EXERCISE DESCRIPTION =>
Pull out from the material below all lines with "only".
+ + + +
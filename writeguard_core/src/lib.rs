//! Fail-safe, time-boxed write-access guard.
//!
//! Every file under a protected root is kept read-only. A supervising
//! process opens individual files for writing with short-lived grants and
//! proves it is alive with heartbeats; when the heartbeats stop, every grant
//! is dropped and the whole tree is locked again.

pub mod clock;
pub mod config;
pub mod enforcer;
pub mod error;
pub mod gate;
pub mod ledger;
pub mod scope;
pub mod supervisor;
pub mod table;
pub mod types;

pub use clock::{Clock, ManualClock, SystemClock};
pub use config::GuardConfig;
pub use enforcer::{FileModeEnforcer, LockReport};
pub use error::{GuardError, Result};
pub use gate::{LockdownReport, ProtectionGate, SweepReport};
pub use ledger::PermissionLedger;
pub use scope::ProtectedScopeResolver;
pub use supervisor::{HeartbeatSupervisor, SupervisorHandle};
pub use table::{ActivePermissionTable, GuardState, Liveness};
pub use types::{
    AuditAction, AuditEvent, Decision, Grant, GrantStatus, GuardStatus, LivenessState,
    PermissionSnapshot,
};
//! Time source for grant expiry and heartbeat deadlines.

use chrono::{DateTime, Duration, Utc};
use parking_lot::Mutex;
use std::fmt;

/// Wall-clock source injected into the gate so expiry and liveness checks
/// can be driven deterministically.
pub trait Clock: Send + Sync + fmt::Debug {
    fn now(&self) -> DateTime<Utc>;
}

/// Production clock backed by `Utc::now()`.
#[derive(Debug, Clone, Copy, Default)]
pub struct SystemClock;

impl Clock for SystemClock {
    fn now(&self) -> DateTime<Utc> {
        Utc::now()
    }
}

/// A clock that only moves when told to.
#[derive(Debug)]
pub struct ManualClock {
    now: Mutex<DateTime<Utc>>,
}

impl ManualClock {
    pub fn new(start: DateTime<Utc>) -> Self {
        Self {
            now: Mutex::new(start),
        }
    }

    /// Move the clock forward by `by`.
    pub fn advance(&self, by: Duration) {
        let mut now = self.now.lock();
        *now += by;
    }
}

impl Default for ManualClock {
    fn default() -> Self {
        Self::new(Utc::now())
    }
}

impl Clock for ManualClock {
    fn now(&self) -> DateTime<Utc> {
        *self.now.lock()
    }
}
//! Guard configuration.
//!
//! The configuration is a TOML document:
//!
//! ```toml
//! protected_roots = ["/srv/project"]
//! default_ttl_seconds = 300
//! heartbeat_timeout_seconds = 30
//! heartbeat_check_interval_seconds = 5
//! cleanup_interval_seconds = 10
//! ledger_path = "permissions.db"
//! ```
//!
//! Every key is optional; missing keys take the defaults below.

use crate::error::{GuardError, Result};
use serde::{Deserialize, Serialize};
use std::fs;
use std::path::{Path, PathBuf};
use std::time::Duration;
use tracing::{debug, info, warn};

pub const DEFAULT_TTL_SECONDS: u64 = 300;
pub const DEFAULT_HEARTBEAT_TIMEOUT_SECONDS: u64 = 30;
pub const DEFAULT_HEARTBEAT_CHECK_INTERVAL_SECONDS: u64 = 5;
pub const DEFAULT_CLEANUP_INTERVAL_SECONDS: u64 = 10;
pub const DEFAULT_FS_RETRY_ATTEMPTS: u32 = 3;
pub const DEFAULT_LEDGER_PATH: &str = "permissions.db";

/// Upper bound for every duration setting: ten years.
pub const MAX_DURATION_SECONDS: u64 = 10 * 365 * 24 * 60 * 60;

/// Directories never descended into when locking a tree.
pub const DEFAULT_SKIP_DIRS: &[&str] = &[
    ".git",
    ".hg",
    ".svn",
    "target",
    "node_modules",
    "__pycache__",
    "venv",
    ".venv",
    "env",
    "build",
    "dist",
];

/// Compiled-artifact extensions left untouched when locking a tree.
pub const DEFAULT_SKIP_EXTENSIONS: &[&str] = &[
    "pyc", "pyo", "o", "a", "so", "dylib", "dll", "exe", "class", "rlib",
];

#[derive(Debug, Clone, PartialEq, Eq, Serialize, Deserialize)]
#[serde(default)]
pub struct GuardConfig {
    /// Directories whose whole subtree is governed by the guard.
    pub protected_roots: Vec<PathBuf>,

    /// Lifetime of a grant when the caller does not supply one.
    pub default_ttl_seconds: u64,

    /// Silence longer than this triggers lockdown.
    pub heartbeat_timeout_seconds: u64,

    /// How often the supervisor compares the last heartbeat to the deadline.
    pub heartbeat_check_interval_seconds: u64,

    /// How often the supervisor sweeps expired grants.
    pub cleanup_interval_seconds: u64,

    /// SQLite file holding the grant and audit tables.
    pub ledger_path: PathBuf,

    pub skip_dirs: Vec<String>,

    pub skip_extensions: Vec<String>,

    /// Attempts per chmod/stat call before the failure is reported.
    pub fs_retry_attempts: u32,
}

impl Default for GuardConfig {
    fn default() -> Self {
        Self {
            protected_roots: default_protected_roots(),
            default_ttl_seconds: DEFAULT_TTL_SECONDS,
            heartbeat_timeout_seconds: DEFAULT_HEARTBEAT_TIMEOUT_SECONDS,
            heartbeat_check_interval_seconds: DEFAULT_HEARTBEAT_CHECK_INTERVAL_SECONDS,
            cleanup_interval_seconds: DEFAULT_CLEANUP_INTERVAL_SECONDS,
            ledger_path: PathBuf::from(DEFAULT_LEDGER_PATH),
            skip_dirs: DEFAULT_SKIP_DIRS.iter().map(|s| s.to_string()).collect(),
            skip_extensions: DEFAULT_SKIP_EXTENSIONS
                .iter()
                .map(|s| s.to_string())
                .collect(),
            fs_retry_attempts: DEFAULT_FS_RETRY_ATTEMPTS,
        }
    }
}

/// The working directory stands in when no roots are configured.
fn default_protected_roots() -> Vec<PathBuf> {
    match std::env::current_dir() {
        Ok(dir) => vec![dir],
        Err(_) => vec![PathBuf::from(".")],
    }
}

impl GuardConfig {
    /// Build a configuration protecting exactly `roots`, with defaults elsewhere.
    pub fn with_roots<P: AsRef<Path>>(roots: impl IntoIterator<Item = P>) -> Self {
        Self {
            protected_roots: roots
                .into_iter()
                .map(|p| p.as_ref().to_path_buf())
                .collect(),
            ..Self::default()
        }
    }

    /// Parse a configuration document.
    pub fn from_toml_str(content: &str) -> Result<Self> {
        let raw: toml::Value = toml::from_str(content)?;
        let has_roots = raw.get("protected_roots").is_some();
        let config: GuardConfig = raw.try_into()?;

        if !has_roots {
            warn!(
                "Configuration has no protected_roots, defaulting to {:?}",
                config.protected_roots
            );
        }

        config.validate()?;
        Ok(config)
    }

    /// Load and validate a configuration file.
    pub fn load<P: AsRef<Path>>(path: P) -> Result<Self> {
        let path = path.as_ref();
        debug!("Loading configuration from {:?}", path);

        let content = fs::read_to_string(path).map_err(|e| {
            GuardError::Config(format!("Failed to read {}: {}", path.display(), e))
        })?;

        let config = Self::from_toml_str(&content)?;
        info!(
            "Loaded configuration from {:?} with {} protected root(s)",
            path,
            config.protected_roots.len()
        );
        Ok(config)
    }

    /// Load a configuration file, falling back to the documented defaults
    /// when it is missing or malformed. The fallback is always logged.
    pub fn load_or_default<P: AsRef<Path>>(path: P) -> Self {
        let path = path.as_ref();
        match Self::load(path) {
            Ok(config) => config,
            Err(e) => {
                let config = Self::default();
                warn!(
                    "Unusable configuration at {:?} ({}); using defaults with protected roots {:?}",
                    path, e, config.protected_roots
                );
                config
            }
        }
    }

    pub fn validate(&self) -> Result<()> {
        if self.default_ttl_seconds == 0 {
            return Err(GuardError::Config(
                "default_ttl_seconds must be greater than zero".to_string(),
            ));
        }
        if self.heartbeat_timeout_seconds == 0 {
            return Err(GuardError::Config(
                "heartbeat_timeout_seconds must be greater than zero".to_string(),
            ));
        }
        if self.heartbeat_check_interval_seconds == 0 || self.cleanup_interval_seconds == 0 {
            return Err(GuardError::Config(
                "check and cleanup intervals must be greater than zero".to_string(),
            ));
        }
        for (name, value) in [
            ("default_ttl_seconds", self.default_ttl_seconds),
            ("heartbeat_timeout_seconds", self.heartbeat_timeout_seconds),
            ("heartbeat_check_interval_seconds", self.heartbeat_check_interval_seconds),
            ("cleanup_interval_seconds", self.cleanup_interval_seconds),
        ] {
            if value > MAX_DURATION_SECONDS {
                return Err(GuardError::Config(format!(
                    "{} ({}) exceeds the maximum of {} seconds",
                    name, value, MAX_DURATION_SECONDS
                )));
            }
        }
        if self.heartbeat_check_interval_seconds >= self.heartbeat_timeout_seconds {
            return Err(GuardError::Config(format!(
                "heartbeat_check_interval_seconds ({}) must be shorter than heartbeat_timeout_seconds ({})",
                self.heartbeat_check_interval_seconds, self.heartbeat_timeout_seconds
            )));
        }
        if self.fs_retry_attempts == 0 {
            return Err(GuardError::Config(
                "fs_retry_attempts must be at least 1".to_string(),
            ));
        }
        Ok(())
    }

    pub fn default_ttl(&self) -> Duration {
        Duration::from_secs(self.default_ttl_seconds)
    }

    pub fn heartbeat_timeout(&self) -> Duration {
        Duration::from_secs(self.heartbeat_timeout_seconds)
    }

    pub fn heartbeat_check_interval(&self) -> Duration {
        Duration::from_secs(self.heartbeat_check_interval_seconds)
    }

    pub fn cleanup_interval(&self) -> Duration {
        Duration::from_secs(self.cleanup_interval_seconds)
    }
}
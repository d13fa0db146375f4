//! Background liveness monitor.
//!
//! One tokio task ticks on two cadences: the heartbeat check, which moves the
//! gate into lockdown when monitoring goes quiet, and the expiry sweep, which
//! re-locks files whose grants ran out even if nobody asks about them. Gate
//! calls touch the filesystem and the ledger, so they run on the blocking
//! pool.

use crate::error::Result;
use crate::gate::ProtectionGate;
use std::sync::Arc;
use std::time::Duration;
use tokio::task::JoinHandle;
use tokio::time::{interval, MissedTickBehavior};
use tokio_util::sync::CancellationToken;
use tracing::{debug, error, info, warn};

pub struct HeartbeatSupervisor;

impl HeartbeatSupervisor {
    /// Start supervising with the intervals from the gate's configuration.
    pub fn spawn(gate: Arc<ProtectionGate>) -> SupervisorHandle {
        let check_every = gate.config().heartbeat_check_interval();
        let sweep_every = gate.config().cleanup_interval();
        Self::spawn_with_intervals(gate, check_every, sweep_every)
    }

    pub fn spawn_with_intervals(
        gate: Arc<ProtectionGate>,
        check_every: Duration,
        sweep_every: Duration,
    ) -> SupervisorHandle {
        let cancel = CancellationToken::new();
        let task = tokio::spawn(run(gate, check_every, sweep_every, cancel.clone()));
        SupervisorHandle { cancel, task }
    }
}

/// Owner of a running supervisor. Dropping the handle does not stop the
/// task; call [`SupervisorHandle::shutdown`].
#[derive(Debug)]
pub struct SupervisorHandle {
    cancel: CancellationToken,
    task: JoinHandle<()>,
}

impl SupervisorHandle {
    /// A token that stops the supervisor when cancelled.
    pub fn cancellation_token(&self) -> CancellationToken {
        self.cancel.clone()
    }

    /// Stop the timers and wait for the task to exit.
    pub async fn shutdown(self) -> Result<()> {
        self.cancel.cancel();
        self.task.await?;
        Ok(())
    }
}

async fn run(
    gate: Arc<ProtectionGate>,
    check_every: Duration,
    sweep_every: Duration,
    cancel: CancellationToken,
) {
    info!(
        "Heartbeat supervisor started: check every {:?}, sweep every {:?}",
        check_every, sweep_every
    );

    let mut check_tick = interval(check_every);
    check_tick.set_missed_tick_behavior(MissedTickBehavior::Delay);
    let mut sweep_tick = interval(sweep_every);
    sweep_tick.set_missed_tick_behavior(MissedTickBehavior::Delay);

    loop {
        tokio::select! {
            _ = cancel.cancelled() => break,
            _ = check_tick.tick() => {
                let gate = gate.clone();
                match tokio::task::spawn_blocking(move || gate.check_liveness()).await {
                    Ok(Some(report)) => warn!(
                        "Lockdown complete: {} grant(s) cleared, {} file(s) locked, {} failure(s)",
                        report.grants_cleared,
                        report.files.locked,
                        report.files.failures.len()
                    ),
                    Ok(None) => {}
                    Err(e) => error!("Liveness check failed: {}", e),
                }
            }
            _ = sweep_tick.tick() => {
                let gate = gate.clone();
                match tokio::task::spawn_blocking(move || gate.cleanup_expired()).await {
                    Ok(report) if report.is_clean() => {
                        if report.expired > 0 {
                            debug!("Swept {} expired grant(s)", report.expired);
                        }
                    }
                    Ok(report) => {
                        for (path, reason) in &report.failures {
                            error!("Expired grant on {:?} not fully retired: {}", path, reason);
                        }
                    }
                    Err(e) => error!("Expiry sweep failed: {}", e),
                }
            }
        }
    }

    info!("Heartbeat supervisor stopped");
}
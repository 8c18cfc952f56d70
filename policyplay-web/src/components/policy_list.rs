use crate::i18n::{t, tr};
use policyplay_core::PolicySummary;
use yew::prelude::*;

#[derive(Properties, PartialEq, Clone)]
pub struct Props {
    pub policies: Vec<PolicySummary>,
    /// Emits the chosen `policy_id`.
    pub on_select: Callback<String>,
    pub action_label: AttrValue,
    #[prop_or_default]
    pub selected: Option<String>,
}

#[function_component(PolicyList)]
pub fn policy_list(p: &Props) -> Html {
    if p.policies.is_empty() {
        return html! {
            <div class="alert" data-testid="policy-list-empty">{ t("policies.empty") }</div>
        };
    }
    let cards = p.policies.iter().map(|policy| {
        let cb = p.on_select.clone();
        let id = policy.policy_id.clone();
        let onclick = Callback::from(move |_| cb.emit(id.clone()));
        let rules = policy.rules_count.to_string();
        let clauses = policy.clauses_count.to_string();
        let selected = p.selected.as_deref() == Some(policy.policy_id.as_str());
        html! {
            <div class={classes!("card", "bg-base-100", "shadow", selected.then_some("ring ring-primary"))}
                data-testid={format!("policy-{}", policy.policy_id)}>
                <div class="card-body">
                    <h3 class="card-title">{ policy.display_title().to_string() }</h3>
                    <p class="text-xs opacity-70">
                        { tr("policies.counts", Some(&crate::targs! { "rules" => rules.as_str(), "clauses" => clauses.as_str() })) }
                    </p>
                    <div class="card-actions justify-end">
                        <button class="btn btn-primary btn-sm" {onclick}>{ p.action_label.clone() }</button>
                    </div>
                </div>
            </div>
        }
    });
    html! {
        <div class="grid gap-4 md:grid-cols-2 lg:grid-cols-3" data-testid="policy-list">{ for cards }</div>
    }
}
+ + + +
TASK RESPONSE =>
//! Every file under a protected root is kept read-only. A supervising
/// A clock that only moves when told to.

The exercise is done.